Component detecting speech presence in audio to identify turn boundaries in half-duplex systems.
Voice activity detection (VAD) is a signal processing component that determines whether speech is present in an audio stream, typically by analyzing energy levels, spectral characteristics, and temporal patterns to distinguish speech from silence or noise. In half-duplex conversational AI systems, VAD is used to identify turn boundaries — detecting when a user has stopped speaking so that the system can begin its response. It is a foundational component of virtually all production voice AI systems, including Siri, Alexa, Google Assistant, and most real-time speech-to-text APIs.
VAD works by continuously analyzing the incoming audio stream and producing a binary or probabilistic decision about whether the current audio contains speech. A high VAD confidence triggers the system to conclude that the user's turn has ended, which then invokes the language model to generate a response. The threshold for this decision involves a tradeoff: lowering the threshold makes the system more responsive (it will begin responding faster after the user finishes) but increases false positives (responding to background noise or hesitations as if they were complete turns); raising the threshold reduces false positives but increases latency.
The fundamental limitation of VAD-based turn management is that it is a hand-crafted component — typically a relatively simple model — that is architecturally separate from and less capable than the core language model. This creates an information bottleneck: the VAD decides what to pass to the language model and when, without knowing what the language model needs. A language model that could benefit from partial or interrupted user input, or that could interject during a long speech with a clarification question, cannot do so because the VAD has no mechanism for signaling this to the system. The bitter lesson (Sutton 2019) predicts that as scale increases, such hand-crafted components will increasingly be the limiting factor in system capability.

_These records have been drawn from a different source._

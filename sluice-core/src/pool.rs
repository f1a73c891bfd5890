use crate::{Connection, Error, ErrorKind, Result, util::lock};
use std::{
    fmt::{self, Display},
    future::Future,
    mem::ManuallyDrop,
    ops::{Deref, DerefMut},
    sync::{
        Arc, Mutex,
        atomic::{AtomicU64, Ordering},
    },
    time::Duration,
};
use tokio::{sync::Semaphore, time::timeout};
use url::form_urlencoded;

/// Source of physical connections.
///
/// The core only borrows and gives back; how connections are created, validated or recycled is
/// up to the implementation. [`Pool`] is a simple bounded implementation.
pub trait ConnectionPool: Send + Sync + 'static {
    type Connection: Connection;

    fn borrow(&self) -> impl Future<Output = Result<Self::Connection>> + Send;

    /// Give back a connection in a reusable state.
    fn release(&self, connection: Self::Connection);

    /// Give back a connection whose state is unknown, it must not be reused.
    fn discard(&self, connection: Self::Connection);
}

#[derive(Debug, Clone, PartialEq, Eq)]
pub struct PoolConfig {
    /// Passed verbatim to [`Connection::connect`].
    pub url: String,
    pub max_size: usize,
    pub acquire_timeout: Duration,
}

impl Default for PoolConfig {
    fn default() -> Self {
        Self {
            url: String::new(),
            max_size: 10,
            acquire_timeout: Duration::from_secs(30),
        }
    }
}

impl PoolConfig {
    pub fn new(url: impl Into<String>) -> Self {
        Self {
            url: url.into(),
            ..Default::default()
        }
    }

    /// Read the pool settings from the query part of a connection URL.
    ///
    /// `pool_max_size` and `pool_acquire_timeout_ms` are consumed, every other parameter is left
    /// for the driver:
    /// ```rust
    /// use sluice_core::PoolConfig;
    /// let config = PoolConfig::from_url("sqlite://data.db?mode=rwc&pool_max_size=4").unwrap();
    /// assert_eq!(config.url, "sqlite://data.db?mode=rwc");
    /// assert_eq!(config.max_size, 4);
    /// ```
    pub fn from_url(url: &str) -> Result<Self> {
        let mut result = Self::default();
        let Some((base, query)) = url.split_once('?') else {
            result.url = url.to_string();
            return Ok(result);
        };
        let mut driver_params = form_urlencoded::Serializer::new(String::new());
        for (key, value) in form_urlencoded::parse(query.as_bytes()) {
            match key.as_ref() {
                "pool_max_size" => {
                    result.max_size = value.parse().map_err(|e| {
                        Error::new(e).context(format!("Invalid pool_max_size `{}`", value))
                    })?;
                }
                "pool_acquire_timeout_ms" => {
                    let millis: u64 = value.parse().map_err(|e| {
                        Error::new(e).context(format!("Invalid pool_acquire_timeout_ms `{}`", value))
                    })?;
                    result.acquire_timeout = Duration::from_millis(millis);
                }
                _ => {
                    driver_params.append_pair(&key, &value);
                }
            }
        }
        let driver_params = driver_params.finish();
        result.url = if driver_params.is_empty() {
            base.to_string()
        } else {
            format!("{}?{}", base, driver_params)
        };
        result.validate()?;
        Ok(result)
    }

    pub fn with_max_size(mut self, size: usize) -> Self {
        self.max_size = size;
        self
    }

    pub fn with_acquire_timeout(mut self, timeout: Duration) -> Self {
        self.acquire_timeout = timeout;
        self
    }

    pub fn validate(&self) -> Result<()> {
        if self.max_size == 0 {
            return Err(ErrorKind::invalid_argument("pool max_size must be greater than 0"));
        }
        Ok(())
    }
}

/// Counters of a [`Pool`].
#[derive(Default, Debug, Clone, Copy, PartialEq, Eq)]
pub struct PoolStats {
    pub created: u64,
    pub borrowed: u64,
    pub released: u64,
    pub discarded: u64,
    pub idle: usize,
}

impl PoolStats {
    /// Connections currently lent out.
    pub fn in_use(&self) -> u64 {
        self.borrowed - self.released - self.discarded
    }
}

/// Bounded pool handing out at most `max_size` connections, reusing idle ones first.
pub struct Pool<C: Connection> {
    config: PoolConfig,
    idle: Mutex<Vec<C>>,
    permits: Semaphore,
    created: AtomicU64,
    borrowed: AtomicU64,
    released: AtomicU64,
    discarded: AtomicU64,
}

impl<C: Connection> Pool<C> {
    pub fn new(config: PoolConfig) -> Result<Self> {
        config.validate()?;
        Ok(Self {
            permits: Semaphore::new(config.max_size),
            config,
            idle: Mutex::new(Vec::new()),
            created: AtomicU64::new(0),
            borrowed: AtomicU64::new(0),
            released: AtomicU64::new(0),
            discarded: AtomicU64::new(0),
        })
    }

    pub fn config(&self) -> &PoolConfig {
        &self.config
    }

    pub fn stats(&self) -> PoolStats {
        PoolStats {
            created: self.created.load(Ordering::Relaxed),
            borrowed: self.borrowed.load(Ordering::Relaxed),
            released: self.released.load(Ordering::Relaxed),
            discarded: self.discarded.load(Ordering::Relaxed),
            idle: lock(&self.idle).len(),
        }
    }
}

impl<C: Connection> ConnectionPool for Pool<C> {
    type Connection = C;

    async fn borrow(&self) -> Result<C> {
        let permit = timeout(self.config.acquire_timeout, self.permits.acquire())
            .await
            .map_err(|_| {
                let error = Error::msg(format!(
                    "Timed out after {:?} waiting for a connection (max_size = {})",
                    self.config.acquire_timeout, self.config.max_size
                ));
                log::error!("{:#}", error);
                error
            })?
            .map_err(|e| Error::new(e).context("The connection pool is closed"))?;
        permit.forget();
        let idle = lock(&self.idle).pop();
        let connection = match idle {
            Some(connection) => connection,
            None => match C::connect(self.config.url.clone().into()).await {
                Ok(connection) => {
                    self.created.fetch_add(1, Ordering::Relaxed);
                    connection
                }
                Err(e) => {
                    self.permits.add_permits(1);
                    return Err(e.context("Could not open a new pooled connection"));
                }
            },
        };
        self.borrowed.fetch_add(1, Ordering::Relaxed);
        Ok(connection)
    }

    fn release(&self, connection: C) {
        lock(&self.idle).push(connection);
        self.released.fetch_add(1, Ordering::Relaxed);
        self.permits.add_permits(1);
    }

    fn discard(&self, connection: C) {
        drop(connection);
        self.discarded.fetch_add(1, Ordering::Relaxed);
        self.permits.add_permits(1);
    }
}

/// Process unique identity of a [`DataSource`], the key of ambient transactions.
#[derive(Debug, Clone, Copy, PartialEq, Eq, Hash)]
pub struct DataSourceId(u64);

impl Display for DataSourceId {
    fn fmt(&self, f: &mut fmt::Formatter<'_>) -> fmt::Result {
        write!(f, "ds#{}", self.0)
    }
}

/// A logical data source: a pool with an identity.
pub struct DataSource<P: ConnectionPool> {
    id: DataSourceId,
    pool: Arc<P>,
}

impl<P: ConnectionPool> DataSource<P> {
    pub fn new(pool: P) -> Self {
        Self::from_arc(Arc::new(pool))
    }

    pub fn from_arc(pool: Arc<P>) -> Self {
        static NEXT_ID: AtomicU64 = AtomicU64::new(1);
        Self {
            id: DataSourceId(NEXT_ID.fetch_add(1, Ordering::Relaxed)),
            pool,
        }
    }

    pub fn id(&self) -> DataSourceId {
        self.id
    }

    pub fn pool(&self) -> &Arc<P> {
        &self.pool
    }
}

impl<P: ConnectionPool> Clone for DataSource<P> {
    fn clone(&self) -> Self {
        Self {
            id: self.id,
            pool: self.pool.clone(),
        }
    }
}

/// A connection borrowed from a pool, given back exactly once when dropped.
pub struct PooledConnection<P: ConnectionPool> {
    connection: ManuallyDrop<P::Connection>,
    pool: Arc<P>,
    discard: bool,
}

impl<P: ConnectionPool> PooledConnection<P> {
    pub fn new(connection: P::Connection, pool: Arc<P>) -> Self {
        Self {
            connection: ManuallyDrop::new(connection),
            pool,
            discard: false,
        }
    }

    /// Do not reuse the connection once dropped.
    pub fn discard(&mut self) {
        self.discard = true;
    }
}

impl<P: ConnectionPool> Deref for PooledConnection<P> {
    type Target = P::Connection;

    fn deref(&self) -> &Self::Target {
        &self.connection
    }
}

impl<P: ConnectionPool> DerefMut for PooledConnection<P> {
    fn deref_mut(&mut self) -> &mut Self::Target {
        &mut self.connection
    }
}

impl<P: ConnectionPool> Drop for PooledConnection<P> {
    fn drop(&mut self) {
        // SAFETY: the field is never used again after this point.
        let connection = unsafe { ManuallyDrop::take(&mut self.connection) };
        if self.discard {
            self.pool.discard(connection);
        } else {
            self.pool.release(connection);
        }
    }
}

#[cfg(test)]
mod tests {
    use super::PoolConfig;
    use std::time::Duration;

    #[test]
    fn config_from_url() {
        let config =
            PoolConfig::from_url("sqlite:///tmp/a.db?pool_acquire_timeout_ms=250&mode=rwc&pool_max_size=3")
                .unwrap();
        assert_eq!(config.url, "sqlite:///tmp/a.db?mode=rwc");
        assert_eq!(config.max_size, 3);
        assert_eq!(config.acquire_timeout, Duration::from_millis(250));

        let config = PoolConfig::from_url("sqlite://plain.db").unwrap();
        assert_eq!(config.url, "sqlite://plain.db");
        assert_eq!(config.max_size, 10);

        assert!(PoolConfig::from_url("sqlite://a.db?pool_max_size=0").is_err());
        assert!(PoolConfig::from_url("sqlite://a.db?pool_max_size=many").is_err());
    }
}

In the interaction model paradigm, VAD is replaced by the model's own continuous perception of the audio stream. Rather than a separate component deciding when the user has finished speaking, the interaction model observes the audio directly and makes its own judgments about turn-taking, interjection, and backchanneling. This eliminates the VAD bottleneck but shifts the complexity to the interaction model's architecture and training, which must learn appropriate turn-taking behavior from data rather than relying on a rule-based signal.